--- DESCRIPTION OF THE TASK ---
Give back all the data exactly as it was written.

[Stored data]
//! Event-triggered one-shot emails. A transaction binds an event name to a
//! subject expression and template body; dispatch happens best-effort after
//! the event's ingestion transaction has committed, so a slow or failing
//! provider cannot poison the write.

use anyhow::Context;
use serde_json::Value;
use sqlx::MySql;
use sqlx::MySqlPool;
use sqlx::Row;
use sqlx::Transaction;

use crate::configuration::EmailDeliverySettings;
use crate::domain::UserAttributes;
use crate::email_client::EmailClient;
use crate::sandbox;
use crate::users;

#[derive(Debug, Clone)]
pub struct TransactionDef {
    pub id: String,
    pub event: String,
    pub subject: String,
    pub html: String,
    pub preamble: String,
}

pub async fn insert(
    tx: &mut Transaction<'static, MySql>,
    def: &TransactionDef,
) -> Result<(), anyhow::Error> {
    sqlx::query(
        "INSERT INTO transactions (id, event, subject, html, preamble) VALUES (?, ?, ?, ?, ?)",
    )
    .bind(&def.id)
    .bind(&def.event)
    .bind(&def.subject)
    .bind(&def.html)
    .bind(&def.preamble)
    .execute(&mut **tx)
    .await?;
    Ok(())
}

pub async fn update(
    tx: &mut Transaction<'static, MySql>,
    def: &TransactionDef,
) -> Result<(), anyhow::Error> {
    let updated = sqlx::query(
        "UPDATE transactions SET event = ?, subject = ?, html = ?, preamble = ? WHERE id = ?",
    )
    .bind(&def.event)
    .bind(&def.subject)
    .bind(&def.html)
    .bind(&def.preamble)
    .bind(&def.id)
    .execute(&mut **tx)
    .await?
    .rows_affected();
    if updated == 0 {
        anyhow::bail!("Transaction {} not found", def.id);
    }
    Ok(())
}

pub async fn delete(
    tx: &mut Transaction<'static, MySql>,
    id: &str,
) -> Result<bool, anyhow::Error> {
    let deleted = sqlx::query("DELETE FROM transactions WHERE id = ?")
        .bind(id)
        .execute(&mut **tx)
        .await?
        .rows_affected();
    Ok(deleted > 0)
}

pub async fn get(
    tx: &mut Transaction<'static, MySql>,
    id: &str,
) -> Result<Option<TransactionDef>, anyhow::Error> {
    let row = sqlx::query("SELECT id, event, subject, html, preamble FROM transactions WHERE id = ?")
        .bind(id)
        .fetch_optional(&mut **tx)
        .await?;
    Ok(row.map(def_from_row))
}

pub async fn list(
    tx: &mut Transaction<'static, MySql>
) -> Result<Vec<TransactionDef>, anyhow::Error> {
    let rows = sqlx::query("SELECT id, event, subject, html, preamble FROM transactions ORDER BY id")
        .fetch_all(&mut **tx)
        .await?;
    Ok(rows.into_iter().map(def_from_row).collect())
}

/// First match wins when several transactions share an event name.
pub async fn find_by_event(
    tx: &mut Transaction<'static, MySql>,
    event: &str,
) -> Result<Option<TransactionDef>, anyhow::Error> {
    let row = sqlx::query(
        "SELECT id, event, subject, html, preamble FROM transactions \
         WHERE event = ? ORDER BY id LIMIT 1",
    )
    .bind(event)
    .fetch_optional(&mut **tx)
    .await?;
    Ok(row.map(def_from_row))
}

fn def_from_row(row: sqlx::mysql::MySqlRow) -> TransactionDef {
    TransactionDef {
        id: row.get("id"),
        event: row.get("event"),
        subject: row.get("subject"),
        html: row.get("html"),
        preamble: row.get("preamble"),
    }
}

/// Send the transactional email matching an ingested event, if any.
/// Failures are logged and swallowed: the event row is already committed
/// and must stay that way.
#[tracing::instrument(skip(pool, settings, event_attributes))]
pub async fn dispatch(
    pool: &MySqlPool,
    settings: &EmailDeliverySettings,
    user_id: &str,
    event_name: &str,
    event_attributes: &Value,
) {
    if let Err(e) = try_dispatch(pool, settings, user_id, event_name, event_attributes).await {
        tracing::error!(
            error.cause_chain = ?e,
            error.message = %e,
            "transactional email dispatch failed"
        );
    }
}

async fn try_dispatch(
    pool: &MySqlPool,
    settings: &EmailDeliverySettings,
    user_id: &str,
    event_name: &str,
    event_attributes: &Value,
) -> Result<(), anyhow::Error> {
    // read-only transaction: fetch the matching definition, the user, and
    // the provider, then release the connection before any network call
    let mut tx = pool.begin().await?;
    let Some(def) = find_by_event(&mut tx, event_name).await? else {
        return Ok(());
    };
    let user = users::get(&mut tx, user_id)
        .await?
        .ok_or_else(|| anyhow::anyhow!("User {user_id} not found"))?;
    let email_client = EmailClient::load(&mut tx, settings)
        .await?
        .ok_or_else(|| anyhow::anyhow!("No email provider is configured"))?;
    tx.commit().await?;

    let recipient = UserAttributes::parse(user.clone())
        .map_err(anyhow::Error::msg)?
        .email();
    let event = event_context(event_name, event_attributes);

    let subject = sandbox::eval_user_event_expr(&def.subject, &user, &event)
        .with_context(|| format!("Subject of transaction {} failed", def.id))?;
    let html = sandbox::render_template(
        &def.html,
        &def.preamble,
        &[("user", &user), ("event", &event)],
    )
    .with_context(|| format!("Body of transaction {} failed", def.id))?;

    email_client.send(recipient.as_ref(), &subject, &html).await
}

/// The `event` value authored code sees: the event's attributes, plus the
/// event name under `name` unless the attributes already claimed that key.
fn event_context(
    event_name: &str,
    attributes: &Value,
) -> Value {
    let mut map = match attributes {
        Value::Object(map) => map.clone(),
        _ => serde_json::Map::new(),
    };
    map.entry("name".to_string())
        .or_insert_with(|| Value::String(event_name.to_string()));
    Value::Object(map)
}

--- RESPONSE BOX ---
//! Event-triggered one-shot emails. A transaction binds an event name to a
//! subject expression and template body; dispatch happens best-effort after
//! the event's ingestion transaction has committed, so a slow or failing
//! provider cannot poison the write.

use anyhow::Context;
use serde_json::Value;
use sqlx::MySql;
use sqlx::MySqlPool;
use sqlx::Row;
use sqlx::Transaction;

use crate::configuration::EmailDeliverySettings;
use crate::domain::UserAttributes;
use crate::email_client::EmailClient;
use crate::sandbox;
use crate::users;

#[derive(Debug, Clone)]
pub struct TransactionDef {
    pub id: String,
    pub event: String,
    pub subject: String,
    pub html: String,
    pub preamble: String,
}

pub async fn insert(
    tx: &mut Transaction<'static, MySql>,
    def: &TransactionDef,
) -> Result<(), anyhow::Error> {
    sqlx::query(
        "INSERT INTO transactions (id, event, subject, html, preamble) VALUES (?, ?, ?, ?, ?)",
    )
    .bind(&def.id)
    .bind(&def.event)
    .bind(&def.subject)
    .bind(&def.html)
    .bind(&def.preamble)
    .execute(&mut **tx)
    .await?;
    Ok(())
}

pub async fn update(
    tx: &mut Transaction<'static, MySql>,
    def: &TransactionDef,
) -> Result<(), anyhow::Error> {
    let updated = sqlx::query(
        "UPDATE transactions SET event = ?, subject = ?, html = ?, preamble = ? WHERE id = ?",
    )
    .bind(&def.event)
    .bind(&def.subject)
    .bind(&def.html)
    .bind(&def.preamble)
    .bind(&def.id)
    .execute(&mut **tx)
    .await?
    .rows_affected();
    if updated == 0 {
        anyhow::bail!("Transaction {} not found", def.id);
    }
    Ok(())
}

pub async fn delete(
    tx: &mut Transaction<'static, MySql>,
    id: &str,
) -> Result<bool, anyhow::Error> {
    let deleted = sqlx::query("DELETE FROM transactions WHERE id = ?")
        .bind(id)
        .execute(&mut **tx)
        .await?
        .rows_affected();
    Ok(deleted > 0)
}

pub async fn get(
    tx: &mut Transaction<'static, MySql>,
    id: &str,
) -> Result<Option<TransactionDef>, anyhow::Error> {
    let row = sqlx::query("SELECT id, event, subject, html, preamble FROM transactions WHERE id = ?")
        .bind(id)
        .fetch_optional(&mut **tx)
        .await?;
    Ok(row.map(def_from_row))
}

pub async fn list(
    tx: &mut Transaction<'static, MySql>
) -> Result<Vec<TransactionDef>, anyhow::Error> {
    let rows = sqlx::query("SELECT id, event, subject, html, preamble FROM transactions ORDER BY id")
        .fetch_all(&mut **tx)
        .await?;
    Ok(rows.into_iter().map(def_from_row).collect())
}

/// First match wins when several transactions share an event name.
pub async fn find_by_event(
    tx: &mut Transaction<'static, MySql>,
    event: &str,
) -> Result<Option<TransactionDef>, anyhow::Error> {
    let row = sqlx::query(
        "SELECT id, event, subject, html, preamble FROM transactions \
         WHERE event = ? ORDER BY id LIMIT 1",
    )
    .bind(event)
    .fetch_optional(&mut **tx)
    .await?;
    Ok(row.map(def_from_row))
}

fn def_from_row(row: sqlx::mysql::MySqlRow) -> TransactionDef {
    TransactionDef {
        id: row.get("id"),
        event: row.get("event"),
        subject: row.get("subject"),
        html: row.get("html"),
        preamble: row.get("preamble"),
    }
}

/// Send the transactional email matching an ingested event, if any.
/// Failures are logged and swallowed: the event row is already committed
/// and must stay that way.
#[tracing::instrument(skip(pool, settings, event_attributes))]
pub async fn dispatch(
    pool: &MySqlPool,
    settings: &EmailDeliverySettings,
    user_id: &str,
    event_name: &str,
    event_attributes: &Value,
) {
    if let Err(e) = try_dispatch(pool, settings, user_id, event_name, event_attributes).await {
        tracing::error!(
            error.cause_chain = ?e,
            error.message = %e,
            "transactional email dispatch failed"
        );
    }
}

async fn try_dispatch(
    pool: &MySqlPool,
    settings: &EmailDeliverySettings,
    user_id: &str,
    event_name: &str,
    event_attributes: &Value,
) -> Result<(), anyhow::Error> {
    // read-only transaction: fetch the matching definition, the user, and
    // the provider, then release the connection before any network call
    let mut tx = pool.begin().await?;
    let Some(def) = find_by_event(&mut tx, event_name).await? else {
        return Ok(());
    };
    let user = users::get(&mut tx, user_id)
        .await?
        .ok_or_else(|| anyhow::anyhow!("User {user_id} not found"))?;
    let email_client = EmailClient::load(&mut tx, settings)
        .await?
        .ok_or_else(|| anyhow::anyhow!("No email provider is configured"))?;
    tx.commit().await?;

    let recipient = UserAttributes::parse(user.clone())
        .map_err(anyhow::Error::msg)?
        .email();
    let event = event_context(event_name, event_attributes);

    let subject = sandbox::eval_user_event_expr(&def.subject, &user, &event)
        .with_context(|| format!("Subject of transaction {} failed", def.id))?;
    let html = sandbox::render_template(
        &def.html,
        &def.preamble,
        &[("user", &user), ("event", &event)],
    )
    .with_context(|| format!("Body of transaction {} failed", def.id))?;

    email_client.send(recipient.as_ref(), &subject, &html).await
}

/// The `event` value authored code sees: the event's attributes, plus the
/// event name under `name` unless the attributes already claimed that key.
fn event_context(
    event_name: &str,
    attributes: &Value,
) -> Value {
    let mut map = match attributes {
        Value::Object(map) => map.clone(),
        _ => serde_json::Map::new(),
    };
    map.entry("name".to_string())
        .or_insert_with(|| Value::String(event_name.to_string()));
    Value::Object(map)
}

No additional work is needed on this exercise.